Similarly, the examination of the 11 gutted pouting led to the isolation of 10 L3 larvae from the abdominal cavity, all morphologically identified as Anisakis type I larvae. No larvae were detected in the musculature. Molecular identification via RFLP revealed four larvae of A. simplex s.s., five of A. pegreffii, and one recombinant between the two species.
As shown in Table 1, the prevalence of ascaridoid larvae was high in T. luscus arrived at the Granada fish market, especially in ungutted fish (91.2%), contrasting significantly (p = 0.001) with gutted fish (36.4%). Additionally, a decrease in the parasite intensity to marginally significant values (p < 0.07; df = 34; t = 2.041) occurred. When analyzing nematode genera separately, the presence of Hysterothylacium larvae in the gutted fish drops dramatically to zero (mean abundance: p < 0.005, df = 44, t = 4.904; prevalence: p < 0.001). In contrast, although Anisakis prevalence and intensity show a noticeable reduction (>20%), the decrease is not statistically significant. Concurrently, the fish gutting led to a reduction of more than 40% in mean abundance, defined as the number of larvae per examined fish, within the sampled population.
Finally, a reduction in the proportion of A. simplex s.s. within the total Anisakis spp. population in gutted fish has been observed (Table 2). When considering only the two pure species identified, the A. simplex s.s. to A. pegreffii larvae ratio decreases from 1.75:1 in ungutted fish to 0.8:1 in gutted fish. Similarly, a variation in the mean abundance per species is observed, with a notable decline in A. simplex s.s. (0.82 larvae/ungutted fish vs. 0.36 larvae/gutted fish) while maintaining in A. pegreffii (0.47 vs. 0.45, respectively).

4. Discussion

Trisopterus luscus occasionally arrives at the fish markets in Granada (southern Spain), mainly sourced from the ports of the northern coast of Spain, but only specimens larger than 25 cm arrive at the market gutted onboard.

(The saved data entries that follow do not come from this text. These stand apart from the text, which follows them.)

pub mod ledger;
pub mod orders;
pub mod parcels;
pub mod parties;
pub mod ws;

use std::sync::Arc;

use axum::Json;
use axum::Router;
use axum::extract::State;
use axum::http::StatusCode;
use axum::response::IntoResponse;
use axum::routing::get;
use serde::Serialize;

use crate::state::AppState;

pub fn router(state: Arc<AppState>) -> Router {
    Router::new()
        .merge(parties::router())
        .merge(orders::router())
        .merge(parcels::router())
        .merge(ledger::router())
        .route("/health", get(health))
        .route("/metrics", get(metrics))
        .route("/ws", get(ws::ws_handler))
        .with_state(state)
}

#[derive(Serialize)]
struct HealthResponse {
    status: &'static str,
    customers: usize,
    drivers: usize,
    restaurants: usize,
    orders: usize,
    parcels: usize,
}

async fn health(State(state): State<Arc<AppState>>) -> Json<HealthResponse> {
    Json(HealthResponse {
        status: "ok",
        customers: state.customers.len(),
        drivers: state.drivers.len(),
        restaurants: state.restaurants.len(),
        orders: state.orders.len(),
        parcels: state.parcels.len(),
    })
}

async fn metrics(State(state): State<Arc<AppState>>) -> impl IntoResponse {
    match state.metrics.encode() {
        Ok(body) => (
            StatusCode::OK,
            [("content-type", "text/plain; version=0.0.4; charset=utf-8")],
            body,
        )
            .into_response(),
        Err(err) => (StatusCode::INTERNAL_SERVER_ERROR, err).into_response(),
    }
}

Regarding parasitization, several nematodes have been reported in T. luscus, including larval ascaridoids of both the family Anisakidae (as Anisakis spp.) and Raphidascarididae (as Hysterothylacium spp.), primarily in the abdominal cavity, but Anisakis larvae have additionally been detected in the musculature (prevalence 3–5%) [6,7].
Our results show the presence of Anisakis L3 type I, which were molecularly identified as A. simplex s.s., A. pegreffii, and A. simplex s.s. × A. pegreffii hybrid as well as L3 of H. aduncum, in pouting. Although no larvae were found in the musculature in the present study, it is important to emphasize that postmortem migration of larvae from the abdominal cavity to the musculature has been demonstrated in some fishes [9], so the risk is not completely eliminated, especially when considering that only one larva is required to produce symptoms.
When caught, pouting exceeding 25 cm are partially eviscerated onboard by removing the digestive tract. The removal of the viscera extends its commercial shelf life since this fish spoils quickly, and, at the same time, the process eliminates a number of Anisakis larvae, thus reducing the risk of anisakiasis for the consumer. Nevertheless, it must be still considered that health risk is not completely eliminated as encapsulated or free larvae may remain on the viscera that have not been removed. Most of the pouting sold in the Granada fish market is sourced from the Bay of Biscay, and those that arrive gutted are all from this area.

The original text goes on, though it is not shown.